Look through the data below and, wherever a line carries the word "AnalysisResult", please copy that line.

::: Data for this exercise :::

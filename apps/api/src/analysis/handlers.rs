use axum::{extract::rejection::JsonRejection, extract::State, Json};
use tracing::{info, Instrument};
use uuid::Uuid;

use crate::analysis::models::{AnalysisRequest, AnalysisResult};
use crate::errors::AppError;
use crate::state::AppState;

/// POST /api/v1/ats/analyze
pub async fn handle_analyze(
    State(state): State<AppState>,
    payload: Result<Json<AnalysisRequest>, JsonRejection>,
) -> Result<Json<AnalysisResult>, AppError> {
    let Json(req) = payload?;
    req.validate()?;

    let request_id = Uuid::new_v4();
    let span = tracing::info_span!("analyze", %request_id);

    async move {
        info!(
            resume_chars = req.resume_text.chars().count(),
            job_chars = req.job_description.chars().count(),
            "analysis requested"
        );
        let outcome = state.pipeline.analyze(&req).await?;
        info!(
            score = outcome.result.score,
            embedding_provider = outcome.embedding_provider.as_deref().unwrap_or("default"),
            feedback_provider = outcome.feedback_provider.as_deref().unwrap_or("fallback"),
            missing_skills_total = outcome.all_missing_skills.len(),
            stages = ?outcome.stages,
            "analysis served"
        );
        Ok::<_, AppError>(Json(outcome.result))
    }
    .instrument(span)
    .await
}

:::

Solution to this problem:
use crate::analysis::models::{AnalysisRequest, AnalysisResult};
) -> Result<Json<AnalysisResult>, AppError> {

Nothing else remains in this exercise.